Их отец, Джонатан, не такой непостоянный с виду, тоже заслуживал пристального внимания. Черноволосый, черноглазый, с густой черной бородой, он был совершенно не похож на других, чисто выбритых отцов Хардисона, которые каждым своим шагом стремились подчеркнуть свои достоинства. Джонатан Ледер обучал их детей музыке, давал частные уроки игры на гитаре и фортепьяно, чему матери все еще придавали значение. Это было почти что искусство, и они соглашались проявить снисхождение к его бороде, к его насмешливым глазам. И все же они не хотели пускать своих детей к нему в дом, поэтому он сидел у них в кабинетах и в устланных плюшевыми коврами комнатах для игр со своим складным металлическим пюпитром и портфелем, набитым нотами.

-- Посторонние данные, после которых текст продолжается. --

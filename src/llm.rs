//! OpenRouter chat-completion client on top of the transport selector.
//!
//! Calls are instrumented and log model names, latencies, the delivering
//! strategy and response sizes (not contents).
//!
//! NOTE: We never log the API key (only `mask_key` output at debug level).

use std::sync::Arc;
use std::time::Instant;

use reqwest::Url;
use serde_json::Value;
use thiserror::Error;
use tracing::{debug, info, instrument, warn};

use crate::config::ApiConfig;
use crate::prompt::ChatCompletionRequest;
use crate::transport::{PostRequest, SelectorError, TransportSelector};
use crate::util::mask_key;
use crate::validate::{extract_content, InvalidReason};

#[derive(Debug, Error, Clone, PartialEq)]
pub enum LlmError {
  #[error("invalid endpoint URL '{0}'")]
  Endpoint(String),

  #[error("cannot encode request: {0}")]
  Encode(String),

  #[error(transparent)]
  Transport(#[from] SelectorError),

  #[error(transparent)]
  Content(#[from] InvalidReason),
}

pub struct LlmClient {
  api: ApiConfig,
  selector: Arc<TransportSelector>,
}

impl LlmClient {
  pub fn new(api: ApiConfig, selector: Arc<TransportSelector>) -> Self {
    Self { api, selector }
  }

  pub fn model(&self) -> &str {
    &self.api.model
  }

  pub fn selector(&self) -> &TransportSelector {
    &self.selector
  }

  /// The caller's key when non-blank, else the configured default.
  pub fn resolve_key(&self, explicit: Option<&str>) -> Option<String> {
    explicit
      .map(str::trim)
      .filter(|k| !k.is_empty())
      .map(str::to_string)
      .or_else(|| self.api.default_api_key.clone())
  }

  fn post_request(&self, api_key: &str, body: &ChatCompletionRequest) -> Result<PostRequest, LlmError> {
    let url = Url::parse(&self.api.endpoint).map_err(|_| LlmError::Endpoint(self.api.endpoint.clone()))?;
    let body = serde_json::to_value(body).map_err(|e| LlmError::Encode(e.to_string()))?;
    Ok(PostRequest {
      url,
      headers: vec![
        ("Authorization".into(), format!("Bearer {api_key}")),
        ("Content-Type".into(), "application/json; charset=utf-8".into()),
        ("User-Agent".into(), self.api.user_agent.clone()),
        ("HTTP-Referer".into(), self.api.referer.clone()),
        ("X-Title".into(), self.api.title.clone()),
      ],
      body,
      timeout: self.api.timeout(),
    })
  }

  /// Raw decoded API response.
  #[instrument(level = "info", skip(self, api_key, body), fields(model = %body.model))]
  pub async fn complete(&self, api_key: &str, body: &ChatCompletionRequest) -> Result<Value, LlmError> {
    debug!(target: "smarttest_backend", key = %mask_key(api_key), "Calling chat completion");
    let req = self.post_request(api_key, body)?;
    let start = Instant::now();
    let delivered = self.selector.execute(&req).await.map_err(|e| {
      warn!(target: "smarttest_backend", error = %e, "Chat completion failed on every transport");
      e
    })?;

    if let Some(usage) = delivered.body.get("usage") {
      let tokens = |k: &str| usage.get(k).and_then(serde_json::Value::as_u64);
      let (prompt_tokens, completion_tokens, total_tokens) =
        (tokens("prompt_tokens"), tokens("completion_tokens"), tokens("total_tokens"));
      info!(
        target: "smarttest_backend",
        ?prompt_tokens,
        ?completion_tokens,
        ?total_tokens,
        "OpenRouter usage"
      );
    }
    info!(
      target: "smarttest_backend",
      transport = %delivered.transport,
      failed_before = delivered.errors.len(),
      elapsed_ms = start.elapsed().as_millis() as u64,
      "Chat completion delivered"
    );
    Ok(delivered.body)
  }

  /// Message text of the first choice, code fences stripped.
  pub async fn complete_text(&self, api_key: &str, body: &ChatCompletionRequest) -> Result<String, LlmError> {
    let raw = self.complete(api_key, body).await?;
    let text = extract_content(&raw)?;
    debug!(target: "smarttest_backend", len = text.len(), "Completion text extracted");
    Ok(text)
  }
}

Обучая игре на гитаре, он обычно разделял урок пополам, сначала классика, потом – народная музыка. Но если у ребенка был особенно ужасный голос (потом он без всякого юмора воспроизводил его за обедом), он делал упор на классическую музыку. «Это направление обещает вам больше всего», – говорил он им, и они никогда толком не понимали, считать ли это похвалой или нет. Его не заботило, занимаются они или нет. Ему было все равно, этот ли ребенок, тот ли, один инструмент или другой. Он обладал обескураживающей привычкой забывать имена учеников, даже тех, с кем занимался годами, и хотя он пытался скрыть это от их матерей, это лишь усугубляло смутную неловкость, которую они чувствовали при нем. Когда он проводил урок, они оставляли дверь открытой.